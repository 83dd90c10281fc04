//! Constant folding.
//!
//! Folds binary operations whose operands are both constants into a
//! single constant of the same semantic type, plus boolean identity and
//! annihilator simplification. Folding never widens or truncates:
//! integer arithmetic is checked and overflow is a fatal fault, mixed
//! tags are left unfolded.

use rust_decimal::Decimal;

use crate::algebra::{Expr, Operator, Value, VariableEnvironment};
use crate::error::{LowerError, LowerResult};

/// Runs one bottom-up pass over `expr`. Returns whether anything changed.
pub(crate) fn apply(expr: &mut Expr) -> LowerResult<bool> {
    let mut changed = false;

    match expr {
        Expr::Constant(_) | Expr::Variable(_) | Expr::PathIdentity => {}
        Expr::BinaryOp { left, right, .. } => {
            changed |= apply(left)?;
            changed |= apply(right)?;
        }
        Expr::FunctionCall { args, .. } => {
            for arg in args {
                changed |= apply(arg)?;
            }
        }
        Expr::EvalPath { path, input } | Expr::EvalFilter { path, input } => {
            changed |= apply(path)?;
            changed |= apply(input)?;
        }
        Expr::PathGet { sub, .. } => changed |= apply(sub)?,
        Expr::PathCompare { bound, .. } => changed |= apply(bound)?,
        Expr::PathConstant(inner) => changed |= apply(inner)?,
    }

    if let Some(folded) = fold_node(expr)? {
        *expr = folded;
        changed = true;
    }

    Ok(changed)
}

/// Attempts to fold `expr` itself. Returns the replacement, if any.
fn fold_node(expr: &Expr) -> LowerResult<Option<Expr>> {
    let Expr::BinaryOp { op, left, right } = expr else {
        return Ok(None);
    };

    if let (Expr::Constant(l), Expr::Constant(r)) = (&**left, &**right) {
        // Both operands constant: confirm no free-variable dependency
        // remains, then fold to a single constant.
        debug_assert!(VariableEnvironment::free_variables(expr).is_empty());
        return Ok(fold_constants(l, *op, r)?.map(Expr::Constant));
    }

    // Boolean identity and annihilator rules. Discarding the variable
    // operand is sound for two-valued booleans.
    match (op, &**left, &**right) {
        (Operator::And, Expr::Constant(Value::Boolean(true)), other)
        | (Operator::And, other, Expr::Constant(Value::Boolean(true)))
        | (Operator::Or, Expr::Constant(Value::Boolean(false)), other)
        | (Operator::Or, other, Expr::Constant(Value::Boolean(false))) => {
            Ok(Some(other.clone()))
        }
        (Operator::And, Expr::Constant(Value::Boolean(false)), _)
        | (Operator::And, _, Expr::Constant(Value::Boolean(false))) => {
            Ok(Some(Expr::boolean(false)))
        }
        (Operator::Or, Expr::Constant(Value::Boolean(true)), _)
        | (Operator::Or, _, Expr::Constant(Value::Boolean(true))) => Ok(Some(Expr::boolean(true))),
        _ => Ok(None),
    }
}

/// Folds two same-tag constants. `Ok(None)` leaves the expression
/// unfolded (mixed tags, unsupported operator, integer division by
/// zero); overflow is an error, never a truncation.
fn fold_constants(left: &Value, op: Operator, right: &Value) -> LowerResult<Option<Value>> {
    use Value::{Boolean, Date, Decimal as Dec, Double, Int32, Int64, String as Str, Timestamp};

    let folded = match (left, right) {
        (Int32(l), Int32(r)) => match op {
            Operator::Add => Some(Int32(checked(l.checked_add(*r), "int32")?)),
            Operator::Sub => Some(Int32(checked(l.checked_sub(*r), "int32")?)),
            Operator::Mul => Some(Int32(checked(l.checked_mul(*r), "int32")?)),
            Operator::Div if *r != 0 => Some(Int32(checked(l.checked_div(*r), "int32")?)),
            op if op.is_comparison() => Some(Boolean(compare(l, r, op))),
            _ => None,
        },
        (Int64(l), Int64(r)) => match op {
            Operator::Add => Some(Int64(checked(l.checked_add(*r), "int64")?)),
            Operator::Sub => Some(Int64(checked(l.checked_sub(*r), "int64")?)),
            Operator::Mul => Some(Int64(checked(l.checked_mul(*r), "int64")?)),
            Operator::Div if *r != 0 => Some(Int64(checked(l.checked_div(*r), "int64")?)),
            op if op.is_comparison() => Some(Boolean(compare(l, r, op))),
            _ => None,
        },
        (Double(l), Double(r)) => match op {
            Operator::Add => Some(Double(l + r)),
            Operator::Sub => Some(Double(l - r)),
            Operator::Mul => Some(Double(l * r)),
            Operator::Div => Some(Double(l / r)),
            op if op.is_comparison() => partial_compare(l, r, op).map(Boolean),
            _ => None,
        },
        (Dec(l), Dec(r)) => match op {
            Operator::Add => Some(Dec(checked(l.checked_add(*r), "decimal")?)),
            Operator::Sub => Some(Dec(checked(l.checked_sub(*r), "decimal")?)),
            Operator::Mul => Some(Dec(checked(l.checked_mul(*r), "decimal")?)),
            Operator::Div if *r != Decimal::ZERO => {
                Some(Dec(checked(l.checked_div(*r), "decimal")?))
            }
            op if op.is_comparison() => Some(Boolean(compare(l, r, op))),
            _ => None,
        },
        (Str(l), Str(r)) => match op {
            Operator::Eq => Some(Boolean(l == r)),
            Operator::NotEq => Some(Boolean(l != r)),
            _ => None,
        },
        (Boolean(l), Boolean(r)) => match op {
            Operator::And => Some(Boolean(*l && *r)),
            Operator::Or => Some(Boolean(*l || *r)),
            Operator::Eq => Some(Boolean(l == r)),
            Operator::NotEq => Some(Boolean(l != r)),
            _ => None,
        },
        (Timestamp(l), Timestamp(r)) if op.is_comparison() => Some(Boolean(compare(l, r, op))),
        (Date(l), Date(r)) if op.is_comparison() => Some(Boolean(compare(l, r, op))),
        // Mixed tags: no implicit widening, leave unfolded.
        _ => None,
    };
    Ok(folded)
}

fn checked<T>(value: Option<T>, tag: &'static str) -> LowerResult<T> {
    value.ok_or(LowerError::ConstantOverflow(tag))
}

fn compare<T: Ord>(l: &T, r: &T, op: Operator) -> bool {
    match op {
        Operator::Eq => l == r,
        Operator::NotEq => l != r,
        Operator::Lt => l < r,
        Operator::LtEq => l <= r,
        Operator::Gt => l > r,
        Operator::GtEq => l >= r,
        _ => unreachable!("caller checked is_comparison"),
    }
}

fn partial_compare(l: &f64, r: &f64, op: Operator) -> Option<bool> {
    // NaN comparisons stay unfolded.
    l.partial_cmp(r).map(|ord| match op {
        Operator::Eq => ord.is_eq(),
        Operator::NotEq => ord.is_ne(),
        Operator::Lt => ord.is_lt(),
        Operator::LtEq => ord.is_le(),
        Operator::Gt => ord.is_gt(),
        Operator::GtEq => ord.is_ge(),
        _ => unreachable!("caller checked is_comparison"),
    })
}

#[cfg(test)]
mod tests {
    use super::*;
    use std::str::FromStr;

    #[test]
    fn folds_int32_arithmetic() {
        let mut e = Expr::int32(1).add(Expr::int32(2));
        assert!(apply(&mut e).unwrap());
        assert_eq!(e, Expr::int32(3));
    }

    #[test]
    fn int32_overflow_is_a_fault() {
        let mut e = Expr::int32(i32::MAX).add(Expr::int32(1));
        assert!(matches!(apply(&mut e), Err(LowerError::ConstantOverflow("int32"))));
    }

    #[test]
    fn mixed_tags_stay_unfolded() {
        let mut e = Expr::int32(1).add(Expr::int64(2));
        assert!(!apply(&mut e).unwrap());
    }

    #[test]
    fn integer_division_by_zero_stays_unfolded() {
        let mut e = Expr::int32(1).binary(Operator::Div, Expr::int32(0));
        assert!(!apply(&mut e).unwrap());
    }

    #[test]
    fn boolean_identity_drops_the_constant() {
        let mut e = Expr::boolean(true).and(Expr::variable("x"));
        assert!(apply(&mut e).unwrap());
        assert_eq!(e, Expr::variable("x"));

        let mut e = Expr::variable("x").or(Expr::boolean(false));
        assert!(apply(&mut e).unwrap());
        assert_eq!(e, Expr::variable("x"));
    }

    #[test]
    fn boolean_annihilator_wins() {
        let mut e = Expr::variable("x").and(Expr::boolean(false));
        assert!(apply(&mut e).unwrap());
        assert_eq!(e, Expr::boolean(false));
    }

    #[test]
    fn folds_nested_subexpressions() {
        // (1 + 2) * 3 folds bottom-up in one pass.
        let mut e = Expr::int32(1).add(Expr::int32(2)).mul(Expr::int32(3));
        assert!(apply(&mut e).unwrap());
        assert_eq!(e, Expr::int32(9));
    }

    #[test]
    fn folds_decimal_exactly() {
        let l = Decimal::from_str("0.1").unwrap();
        let r = Decimal::from_str("0.2").unwrap();
        let mut e = Expr::Constant(Value::Decimal(l)).add(Expr::Constant(Value::Decimal(r)));
        assert!(apply(&mut e).unwrap());
        assert_eq!(e, Expr::Constant(Value::Decimal(Decimal::from_str("0.3").unwrap())));
    }

    #[test]
    fn folds_comparisons() {
        let mut e = Expr::int32(5).binary(Operator::Gt, Expr::int32(3));
        assert!(apply(&mut e).unwrap());
        assert_eq!(e, Expr::boolean(true));

        let mut e = Expr::string("a").eq(Expr::string("b"));
        assert!(apply(&mut e).unwrap());
        assert_eq!(e, Expr::boolean(false));
    }
}
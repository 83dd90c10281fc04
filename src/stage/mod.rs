//! The lowered representation: slot expressions and execution stages.

mod expr;
mod node;

pub use expr::{SlotExpr, SlotId};
pub use node::{
    IndexScanStage, LoweredBound, LoweredInterval, MergeBranch, ScanStage, SeekStage, Stage,
    StageKind, UnionBranch,
};
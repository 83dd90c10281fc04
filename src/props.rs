//! Node-properties side-table.
//!
//! Planning metadata is deliberately kept out of the tree nodes so the
//! tree stays reusable across planning phases. Each physical node in a
//! tree being lowered must have an entry here, keyed by its [`NodeId`];
//! lowering fails fast on a missing entry.

use std::collections::HashMap;

use crate::algebra::{NodeId, ProjectionName, SortDirection};
use crate::metadata::DistributionAndPaths;

/// Cost estimate pair for one node.
#[derive(Debug, Clone, Copy, Default, PartialEq)]
pub struct Cost {
    /// Cost of this node alone.
    pub local: f64,
    /// Cost of this node's whole subtree.
    pub total: f64,
}

/// Projections a node must preserve to its output.
#[derive(Debug, Clone, Default, PartialEq)]
pub struct ProjectionRequirement {
    /// The required projection names.
    pub projections: Vec<ProjectionName>,
    /// Whether the listed order is significant.
    pub order_sensitive: bool,
}

impl ProjectionRequirement {
    /// An order-sensitive requirement over the given names.
    #[must_use]
    pub fn ordered(projections: Vec<ProjectionName>) -> Self {
        Self { projections, order_sensitive: true }
    }
}

/// Planning metadata for one plan node.
#[derive(Debug, Clone, Default, PartialEq)]
pub struct NodeProps {
    /// Planner-assigned node id, stamped onto the lowered stage.
    /// Process-unique within one lowering run.
    pub plan_node_id: i32,
    /// Projections the node must preserve to its output.
    pub projection_requirement: ProjectionRequirement,
    /// Collation the node's output must satisfy, if any.
    pub collation_requirement: Option<Vec<(ProjectionName, SortDirection)>>,
    /// Cost estimates.
    pub cost: Cost,
    /// Distribution of the node's output.
    pub distribution: DistributionAndPaths,
    /// Whether the node's output is restricted to its required projections.
    pub restricted: bool,
}

impl NodeProps {
    /// Creates properties with the given planner-assigned id.
    #[must_use]
    pub fn new(plan_node_id: i32) -> Self {
        Self { plan_node_id, ..Self::default() }
    }

    /// Sets the projection requirement.
    #[must_use]
    pub fn with_projection_requirement(mut self, req: ProjectionRequirement) -> Self {
        self.projection_requirement = req;
        self
    }

    /// Sets the collation requirement.
    #[must_use]
    pub fn with_collation_requirement(
        mut self,
        collation: Vec<(ProjectionName, SortDirection)>,
    ) -> Self {
        self.collation_requirement = Some(collation);
        self
    }
}

/// Side-table associating node identities with planning metadata.
#[derive(Debug, Clone, Default)]
pub struct NodePropsMap {
    entries: HashMap<NodeId, NodeProps>,
}

impl NodePropsMap {
    /// Creates an empty map.
    #[must_use]
    pub fn new() -> Self {
        Self::default()
    }

    /// Registers properties for a node.
    pub fn insert(&mut self, id: NodeId, props: NodeProps) {
        self.entries.insert(id, props);
    }

    /// Looks up a node's properties.
    #[must_use]
    pub fn get(&self, id: NodeId) -> Option<&NodeProps> {
        self.entries.get(&id)
    }
}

---

- Your goal
All lines in the listing above between the line with "if let Some(folded)" and the line with "op, left, right", inclusive, should be set down exactly, and no line outside that range.

- Your response
    if let Some(folded) = fold_node(expr)? {
        *expr = folded;
        changed = true;
    }

    Ok(changed)
}

/// Attempts to fold `expr` itself. Returns the replacement, if any.
fn fold_node(expr: &Expr) -> LowerResult<Option<Expr>> {
    let Expr::BinaryOp { op, left, right } = expr else {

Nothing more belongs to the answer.